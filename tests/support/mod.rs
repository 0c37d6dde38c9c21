#![allow(dead_code)]

use std::path::PathBuf;
use std::sync::Mutex;
use wtpgen::progress::{ProgressEvent, ProgressHandler};
use wtpgen::WorkspaceInput;

pub fn fixture_path(name: &str) -> PathBuf {
    PathBuf::from(env!("CARGO_MANIFEST_DIR"))
        .join("tests")
        .join("fixtures")
        .join(name)
}

pub fn load_fixture(name: &str) -> WorkspaceInput {
    WorkspaceInput::load(&fixture_path(name))
        .unwrap_or_else(|e| panic!("Failed to load fixture {}: {:#}", name, e))
}

/// Keeps every progress event for later assertions
#[derive(Default)]
pub struct RecordingHandler {
    events: Mutex<Vec<ProgressEvent>>,
}

impl RecordingHandler {
    pub fn events(&self) -> Vec<ProgressEvent> {
        self.events.lock().unwrap().clone()
    }

    pub fn resolved_projects(&self) -> Vec<String> {
        self.events()
            .into_iter()
            .filter_map(|event| match event {
                ProgressEvent::ProjectResolved { project, .. } => Some(project),
                _ => None,
            })
            .collect()
    }
}

impl ProgressHandler for RecordingHandler {
    fn on_progress(&self, event: &ProgressEvent) {
        self.events.lock().unwrap().push(event.clone());
    }
}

——————

--- PROBLEM DETAILS ---
Looking at the records above, work out how many lines include the string "ProgressHandler". Give the number and nothing else.

--- ANSWER TO THE EXERCISE ---
2